First, this year has—remarkably—been a great year for Auckland University Press. A really really great year. We are on track to achieve the highest sales in the Press’s history, with our sales through bookstores up 31% over last year. We have enjoyed a heap of success in book awards—more finalists than any other publisher in the New Zealand Post Book Awards, winning the People’s Choice Award with Jarrod Gilbert’s PATCHED and poetry with Anne Kennedy’s THE DARLING NORTH, taking out the best cover and best non-illustrated categories in the PANZ Book Design Awards with THE AUP ANTHOLOGY OF NEW ZEALAND LITERATURE, and we got to see our authors pick up huge awards too--Martin Edmond and Michele Leggott won two out of three Prime Minister’s Awards, Fiona Farrell won the Creative NZ Michael King Fellowship, the richest award in NZ literature, Albert Wendt joined the Order of New Zealand, our country’s highest honour. It was a great year I think.

So how did we buck industry trends and succeed in sales and awards in 2013? Partly it was dumb luck but partly it was because we actually had a plan. Back in 2007 when I came to Auckland University Press we sat down as a team and came up with a strategic plan. I will not read you that plan. It is full of militarist exhortations and slippery language. But deep in all that blah blah blah, the plan gave us four clear things to do. I’ll tell you what they were by showing you four books that we published this year.

1.       Go out and commission books. Back in 2008, I visited Christchurch and had a coffee with Jarrod Gilbert. Jarrod was working on his PhD on the history of gangs, I told him he should turn it into a book, but he was noncommittal and talked to other publishers. Five years and many coffees and pestering emails later, we got the manuscript and this year turned PATCHED into the Press’s biggest bestseller for many years. Commissioning—telling authors to write books and making sure they do it for you rather than another publisher—has been critical to our success.

2.      Second part of the plan. Diversify publishing into science, business, and medicine. This book is Shaun Hendy and Paul Callaghan’s GET OFF THE GRASS: KICK STARTING NEW ZEALAND’S INNOVATION ECONOMY and in it two great New Zealand scientists bring physics and economics together to explain why New Zealand’s economic growth has fallen behind most of the developed world and what we might do about it. It’s intellectually ambitious, it provoked reactions from the Prime Minister and the leader of the opposition, and it helped Shaun Hendy get hired up here at the University of Auckland in a job split between the physics department and the business school. Publishing science, business and medicine books like GET OFF THE GRASS has found us new readers and new relevance in the University and around the country.

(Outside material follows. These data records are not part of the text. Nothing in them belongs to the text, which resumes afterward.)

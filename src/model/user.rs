use std::path::PathBuf;

/// The non-privileged account whose key gets enrolled
#[derive(Debug, Clone, PartialEq, Eq)]
pub struct TargetUser {
    pub name: String,
    pub uid: u32,
    pub gid: u32,
    pub home: PathBuf,
}

impl TargetUser {
    pub fn is_root(&self) -> bool {
        self.uid == 0
    }
}

/// Owner of a file
#[derive(Debug, Clone, Copy, PartialEq, Eq, Hash)]
pub struct Owner {
    pub uid: u32,
    pub gid: u32,
}

impl From<&TargetUser> for Owner {
    fn from(user: &TargetUser) -> Self {
        Self {
            uid: user.uid,
            gid: user.gid,
        }
    }
}
//! SQLite 状态存储实现
//!
//! 每个工作任务持有独立连接，所有读改写在一个 `BEGIN IMMEDIATE`
//! 事务内完成；锁竞争按有界指数退避重试。

use crate::check::STATUS_OK;
use crate::config::GlobalConfig;
use crate::error::StoreError;
use crate::reconciler::decision::{decide, Mutation, Transition};
use crate::store::record::CheckRecord;
use rusqlite::{params, Connection, ErrorCode, OptionalExtension, Transaction, TransactionBehavior};
use std::path::{Path, PathBuf};
use std::sync::{Arc, Mutex};
use std::time::Duration;
use tracing::{debug, warn};

const CREATE_TABLE_SQL: &str = "CREATE TABLE IF NOT EXISTS check_state (
    machine TEXT NOT NULL,
    check_name TEXT NOT NULL,
    status INTEGER NOT NULL,
    mtime INTEGER NOT NULL
)";

/// 连接与重试策略
#[derive(Debug, Clone)]
pub struct StoreOptions {
    /// SQLite 内部等待锁的时长
    pub busy_timeout: Duration,
    /// 锁竞争时的最大重试次数
    pub retry_attempts: u32,
    /// 首次重试前的等待，之后每次翻倍
    pub retry_delay: Duration,
}

impl Default for StoreOptions {
    fn default() -> Self {
        Self {
            busy_timeout: Duration::from_millis(5000),
            retry_attempts: 5,
            retry_delay: Duration::from_millis(100),
        }
    }
}

impl StoreOptions {
    pub fn from_config(global: &GlobalConfig) -> Self {
        Self {
            busy_timeout: Duration::from_millis(global.store_busy_timeout_ms),
            retry_attempts: global.store_retry_attempts,
            retry_delay: Duration::from_millis(global.store_retry_delay_ms),
        }
    }
}

/// 状态存储，持有数据库位置和打开策略
#[derive(Debug, Clone)]
pub struct StateStore {
    path: PathBuf,
    options: StoreOptions,
}

impl StateStore {
    /// 创建状态存储
    ///
    /// # 参数
    /// * `path` - SQLite 文件路径
    /// * `options` - 锁等待与重试策略
    pub fn new(path: impl Into<PathBuf>, options: StoreOptions) -> Self {
        Self {
            path: path.into(),
            options,
        }
    }

    /// 从全局配置创建状态存储
    pub fn from_config(global: &GlobalConfig) -> Self {
        Self::new(global.state_file.clone(), StoreOptions::from_config(global))
    }

    /// 数据库文件路径
    pub fn path(&self) -> &Path {
        &self.path
    }

    /// 创建表结构，可重复调用
    pub async fn init(&self) -> Result<(), StoreError> {
        let conn = self.connect().await?;
        conn.run(|conn| conn.execute_batch(CREATE_TABLE_SQL)).await?;
        debug!("状态表已就绪: {}", self.path.display());
        Ok(())
    }

    /// 打开一个新的连接
    pub async fn connect(&self) -> Result<StoreConnection, StoreError> {
        let path = self.path.clone();
        let options = self.options.clone();

        let conn = tokio::task::spawn_blocking(move || open_connection(&path, &options))
            .await
            .map_err(|e| StoreError::Unavailable {
                reason: format!("打开连接的任务失败: {e}"),
            })??;

        Ok(StoreConnection {
            conn: Arc::new(Mutex::new(conn)),
            options: self.options.clone(),
        })
    }
}

fn open_connection(path: &Path, options: &StoreOptions) -> Result<Connection, StoreError> {
    let open_error = |reason: String| StoreError::Open {
        path: path.display().to_string(),
        reason,
    };

    if let Some(parent) = path.parent() {
        if !parent.as_os_str().is_empty() {
            std::fs::create_dir_all(parent).map_err(|e| open_error(e.to_string()))?;
        }
    }

    let conn = Connection::open(path).map_err(|e| open_error(e.to_string()))?;
    conn.busy_timeout(options.busy_timeout)
        .map_err(|e| open_error(e.to_string()))?;

    // WAL 让读者不阻塞写者
    let mode: String = conn
        .pragma_update_and_check(None, "journal_mode", "WAL", |row| row.get(0))
        .map_err(|e| open_error(e.to_string()))?;
    debug!("状态库 journal_mode = {}", mode);

    Ok(conn)
}

/// `apply` 的结果：事务内读到的旧记录和据此做出的决定
#[derive(Debug, Clone, PartialEq, Eq)]
pub struct Applied {
    pub prior: Option<CheckRecord>,
    pub transition: Transition,
}

/// 单个工作任务的数据库连接
#[derive(Clone)]
pub struct StoreConnection {
    conn: Arc<Mutex<Connection>>,
    options: StoreOptions,
}

impl StoreConnection {
    /// 在阻塞线程池中执行操作，锁竞争时退避重试
    async fn run<T, F>(&self, op: F) -> Result<T, StoreError>
    where
        T: Send + 'static,
        F: Fn(&mut Connection) -> rusqlite::Result<T> + Send + 'static,
    {
        let conn = Arc::clone(&self.conn);
        let options = self.options.clone();

        tokio::task::spawn_blocking(move || {
            let mut guard = conn.lock().map_err(|_| StoreError::Unavailable {
                reason: "连接锁已失效".to_string(),
            })?;

            let mut attempt = 0;
            loop {
                match op(&mut *guard) {
                    Ok(value) => return Ok(value),
                    Err(e) if is_contention(&e) && attempt < options.retry_attempts => {
                        let delay = options.retry_delay.saturating_mul(1 << attempt.min(16));
                        attempt += 1;
                        warn!(
                            "状态库被锁定，{}ms 后第 {} 次重试: {}",
                            delay.as_millis(),
                            attempt,
                            e
                        );
                        std::thread::sleep(delay);
                    }
                    Err(e) => return Err(StoreError::from(e)),
                }
            }
        })
        .await
        .map_err(|e| StoreError::Unavailable {
            reason: format!("存储任务失败: {e}"),
        })?
    }

    /// 查询一条记录
    pub async fn get(&self, machine: &str, check: &str) -> Result<Option<CheckRecord>, StoreError> {
        let machine = machine.to_string();
        let check = check.to_string();
        self.run(move |conn| {
            let tx = conn.transaction_with_behavior(TransactionBehavior::Deferred)?;
            let record = select_record(&tx, &machine, &check)?;
            tx.commit()?;
            Ok(record)
        })
        .await
    }

    /// 插入或更新问题记录，状态不变时不做任何修改
    ///
    /// 健康状态（0）不落库，等同于 `clear`。
    pub async fn upsert_problem(
        &self,
        machine: &str,
        check: &str,
        status: i32,
        mtime: i64,
    ) -> Result<(), StoreError> {
        let machine = machine.to_string();
        let check = check.to_string();
        self.run(move |conn| {
            let tx = conn.transaction_with_behavior(TransactionBehavior::Immediate)?;
            if status == STATUS_OK {
                delete_record(&tx, &machine, &check)?;
                return tx.commit();
            }
            match select_record(&tx, &machine, &check)? {
                None => insert_record(&tx, &machine, &check, status, mtime)?,
                Some(prior) if prior.status != status => {
                    update_record(&tx, &machine, &check, status, mtime)?
                }
                Some(_) => {}
            }
            tx.commit()
        })
        .await
    }

    /// 删除记录，不存在时无操作
    pub async fn clear(&self, machine: &str, check: &str) -> Result<(), StoreError> {
        let machine = machine.to_string();
        let check = check.to_string();
        self.run(move |conn| {
            let tx = conn.transaction_with_behavior(TransactionBehavior::Immediate)?;
            delete_record(&tx, &machine, &check)?;
            tx.commit()
        })
        .await
    }

    /// 在同一事务内读取旧状态、做出决定并写入新状态
    pub async fn apply(
        &self,
        machine: &str,
        check: &str,
        status: i32,
        mtime: i64,
    ) -> Result<Applied, StoreError> {
        let machine = machine.to_string();
        let check = check.to_string();
        self.run(move |conn| {
            let tx = conn.transaction_with_behavior(TransactionBehavior::Immediate)?;
            let prior = select_record(&tx, &machine, &check)?;
            let transition = decide(prior.as_ref(), status);

            match transition.mutation() {
                Mutation::Keep => {}
                Mutation::Insert => insert_record(&tx, &machine, &check, status, mtime)?,
                Mutation::Update => update_record(&tx, &machine, &check, status, mtime)?,
                Mutation::Delete => delete_record(&tx, &machine, &check)?,
            }

            tx.commit()?;
            Ok(Applied { prior, transition })
        })
        .await
    }

    /// 列出全部问题记录，按主机和检测名称排序
    pub async fn list_problems(&self) -> Result<Vec<CheckRecord>, StoreError> {
        self.run(|conn| {
            let mut stmt = conn.prepare(
                "SELECT machine, check_name, status, mtime FROM check_state
                 ORDER BY machine, check_name",
            )?;
            let records = stmt
                .query_map([], row_to_record)?
                .collect::<rusqlite::Result<Vec<_>>>()?;
            Ok(records)
        })
        .await
    }
}

fn is_contention(err: &rusqlite::Error) -> bool {
    matches!(
        err.sqlite_error_code(),
        Some(ErrorCode::DatabaseBusy) | Some(ErrorCode::DatabaseLocked)
    )
}

fn row_to_record(row: &rusqlite::Row<'_>) -> rusqlite::Result<CheckRecord> {
    Ok(CheckRecord {
        machine: row.get(0)?,
        check: row.get(1)?,
        status: row.get(2)?,
        mtime: row.get(3)?,
    })
}

fn select_record(
    tx: &Transaction<'_>,
    machine: &str,
    check: &str,
) -> rusqlite::Result<Option<CheckRecord>> {
    tx.query_row(
        "SELECT machine, check_name, status, mtime FROM check_state
         WHERE machine = ?1 AND check_name = ?2 LIMIT 1",
        params![machine, check],
        row_to_record,
    )
    .optional()
}

fn insert_record(
    tx: &Transaction<'_>,
    machine: &str,
    check: &str,
    status: i32,
    mtime: i64,
) -> rusqlite::Result<()> {
    tx.execute(
        "INSERT INTO check_state (machine, check_name, status, mtime) VALUES (?1, ?2, ?3, ?4)",
        params![machine, check, status, mtime],
    )?;
    Ok(())
}

fn update_record(
    tx: &Transaction<'_>,
    machine: &str,
    check: &str,
    status: i32,
    mtime: i64,
) -> rusqlite::Result<()> {
    tx.execute(
        "UPDATE check_state SET status = ?3, mtime = ?4 WHERE machine = ?1 AND check_name = ?2",
        params![machine, check, status, mtime],
    )?;
    Ok(())
}

fn delete_record(tx: &Transaction<'_>, machine: &str, check: &str) -> rusqlite::Result<()> {
    tx.execute(
        "DELETE FROM check_state WHERE machine = ?1 AND check_name = ?2",
        params![machine, check],
    )?;
    Ok(())
}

3.      Third part of the plan, collaborate internationally to reach a global market. This year, we took on the most complex book we have ever published—BIRDS OF NEW ZEALAND: A PHOTOGRAPHIC GUIDE: 1000 photographs, hundreds of maps, Maori and Greek, glossaries and tables.  We could be this ambitious and we could do our biggest print run ever, 10,000 copies, because we sold 5000 copies to Yale University Press, who could reach the birders of the Northern Hemisphere much better than us. Every year, we are selling more rights to more of our books at the Frankfurt Book Fair and by collaborating internationally with publishers like Yale we can publish with more ambition and reach more readers around the world.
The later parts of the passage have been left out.